输卵管切除术、输卵管妊娠切开取胚术、附件切除术、卵巢畸胎瘤剥出术、卵巢囊肿剥出术、子宫肌瘤剥出术(除外截石位手术和经阴道手术)、乳腺手术。不足的往前追溯。

5.口腔医院:60份

面颈部脂肪瘤切除术(未涉及口鼻腔和唾液腺)、腮腺良性肿物切除术、鳃裂囊肿摘除术、颈部神经鞘瘤摘除术、颈动脉体瘤摘除术、下颌下腺良性肿物切除术。不足的往前追溯。

病历剔除标准:下列情况须剔除: 1.不属于Ⅰ类切口手术的病历; 2.不在以上检查范围内手术的病历;

3.属于Ⅰ类切口的手术但术前即存在明显感染。

五、抽取冠脉造影等血管介入诊断病历(30份)方法 仅综合性医院且获得开展心血管介入等相关血管介入诊疗技术资质的医院抽取病历。

从信息系统中导出2016年5月接受冠状动脉造影、主动脉造影、颈动脉造影、肾动脉造影等血管造影(包括血管形成术、支架植入术及导管内溶栓术,不含主动脉支架植入术)的出院患者到EXECL,内容有住院号、姓名、主诊断、手术名称、科室,按科室排序,从中随机抽出30份病历。不足的往前追溯。

判定血管造影患者的方法:

1)按手术科室查:心内科、心外科、血管外科、神经外科、介入放射科等临床科室的手术,再找造影手术名称。

2)按收费项目查:所有血管造影手术费用的患者。
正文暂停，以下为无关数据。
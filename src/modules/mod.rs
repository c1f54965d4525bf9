pub mod isbn;
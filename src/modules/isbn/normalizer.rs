// Input Normalizer
// Strips the separators ISBNs are printed with. Only a literal space and a
// hyphen are separators; tabs, newlines and every other character survive.

pub const SEPARATORS: [char; 2] = [' ', '-'];

pub fn normalize(raw: &str) -> String {
    raw.replace(SEPARATORS, "")
}
pub mod domain;
pub mod modules;

pub use domain::{IsbnError, IsbnKind, Reason, Validation};
pub use modules::isbn::{Isbn, validate, validate_str};
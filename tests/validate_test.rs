mod common;

use isbn_validator::{Reason, validate, validate_str};
use serde_json::json;

#[test]
fn test_non_text_input_is_wrong_format() {
    common::init_tracing();

    for input in [
        json!(123),
        json!(null),
        json!([]),
        json!(true),
        json!(9780306406157u64),
        json!({ "isbn": "9780306406157" }),
    ] {
        assert_eq!(
            validate(&input).into_pair(),
            (false, "wrong format"),
            "{}",
            input
        );
    }
}

#[test]
fn test_invalid_format() {
    common::init_tracing();

    for raw in [
        "",
        "abc",
        "123",
        "12345678",
        "123456789012",
        "12345678901234",
        "0471958697\t",
        "ISBN 0471958697",
    ] {
        assert_eq!(validate_str(raw).into_pair(), (false, "wrong format"), "{:?}", raw);
        assert_eq!(validate(&json!(raw)).reason(), Reason::WrongFormat);
    }
}

#[test]
fn test_isbn10_bad_checksum() {
    common::init_tracing();

    assert_eq!(validate_str("0471958698").into_pair(), (false, "validation failed"));
    assert_eq!(validate_str("0-471-95869-8").into_pair(), (false, "validation failed"));
    assert_eq!(validate_str("1554042951").into_pair(), (false, "validation failed"));
}

#[test]
fn test_isbn13_bad_checksum() {
    common::init_tracing();

    assert_eq!(validate_str("9780471958698").into_pair(), (false, "validation failed"));
    assert_eq!(validate_str("978-0-306-40615-8").into_pair(), (false, "validation failed"));
}

#[test]
fn test_valid_isbn10() {
    common::init_tracing();

    assert_eq!(validate_str("0471958697").into_pair(), (true, "validation pass"));
    assert_eq!(validate_str("0-471-95869-7").into_pair(), (true, "validation pass"));
    assert_eq!(validate_str("0 471 95869 7").into_pair(), (true, "validation pass"));

    // 'X' check digit, either case
    assert_eq!(validate_str("155404295X").into_pair(), (true, "validation pass"));
    assert_eq!(validate_str("1-55404-295-X").into_pair(), (true, "validation pass"));
    assert_eq!(validate_str("1-55404-295-x").into_pair(), (true, "validation pass"));
}

#[test]
fn test_valid_isbn13() {
    common::init_tracing();

    assert_eq!(validate_str("9780306406157").into_pair(), (true, "validation pass"));
    assert_eq!(validate_str("978-0-306-40615-7").into_pair(), (true, "validation pass"));
    assert_eq!(validate(&json!("978 0 471 95869 7")).into_pair(), (true, "validation pass"));
}

#[test]
fn test_validation_json_shape() {
    let body = serde_json::to_value(validate_str("978-0-306-40615-7")).unwrap();
    assert_eq!(body, json!({ "valid": true, "reason": "validation pass" }));
}
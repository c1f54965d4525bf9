use std::fmt;

use serde::{Deserialize, Serialize};

use super::errors::IsbnError;

/// Which of the two ISBN forms a candidate was classified as.
#[derive(Debug, Clone, Copy, PartialEq, Eq, Hash, Serialize, Deserialize)]
pub enum IsbnKind {
    #[serde(rename = "ISBN-10")]
    Isbn10,
    #[serde(rename = "ISBN-13")]
    Isbn13,
}

impl fmt::Display for IsbnKind {
    fn fmt(&self, f: &mut fmt::Formatter<'_>) -> fmt::Result {
        match self {
            IsbnKind::Isbn10 => write!(f, "ISBN-10"),
            IsbnKind::Isbn13 => write!(f, "ISBN-13"),
        }
    }
}

/// Reason attached to every validation result.
///
/// The serialized and displayed forms are the literal tokens existing
/// consumers match on, so they must not change.
#[derive(Debug, Clone, Copy, PartialEq, Eq, Hash, Serialize, Deserialize)]
pub enum Reason {
    #[serde(rename = "wrong format")]
    WrongFormat,
    #[serde(rename = "validation failed")]
    ValidationFailed,
    #[serde(rename = "validation pass")]
    ValidationPass,
}

impl Reason {
    pub fn as_str(&self) -> &'static str {
        match self {
            Reason::WrongFormat => "wrong format",
            Reason::ValidationFailed => "validation failed",
            Reason::ValidationPass => "validation pass",
        }
    }
}

impl fmt::Display for Reason {
    fn fmt(&self, f: &mut fmt::Formatter<'_>) -> fmt::Result {
        f.write_str(self.as_str())
    }
}

/// Outcome of a single validation call: a validity flag and its reason.
#[derive(Debug, Clone, Copy, PartialEq, Eq, Serialize, Deserialize)]
pub struct Validation {
    pub valid: bool,
    pub reason: Reason,
}

impl Validation {
    pub fn pass() -> Self {
        Self {
            valid: true,
            reason: Reason::ValidationPass,
        }
    }

    pub fn failed() -> Self {
        Self {
            valid: false,
            reason: Reason::ValidationFailed,
        }
    }

    pub fn wrong_format() -> Self {
        Self {
            valid: false,
            reason: Reason::WrongFormat,
        }
    }

    /// Pass when `verified`, otherwise a checksum failure.
    pub fn from_checksum(verified: bool) -> Self {
        if verified { Self::pass() } else { Self::failed() }
    }

    pub fn is_valid(&self) -> bool {
        self.valid
    }

    pub fn reason(&self) -> Reason {
        self.reason
    }

    /// `(valid, reason)` with the reason as its literal token.
    pub fn into_pair(self) -> (bool, &'static str) {
        (self.valid, self.reason.as_str())
    }
}

impl From<IsbnError> for Validation {
    fn from(e: IsbnError) -> Self {
        match e {
            IsbnError::WrongFormat => Validation::wrong_format(),
            IsbnError::ValidationFailed { .. } => Validation::failed(),
        }
    }
}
没有信息化的医院直接按照手术登记本随机抽取。

六、随机抽取方法

1.医院有信息系统:采用等距抽取的方法抽取病历或处方,即根据样本总量推算出抽取间隔。

抽取间隔公式:样本总量/抽样量

2.医院无信息系统:采用手工连续抽取方法抽取病历及处方。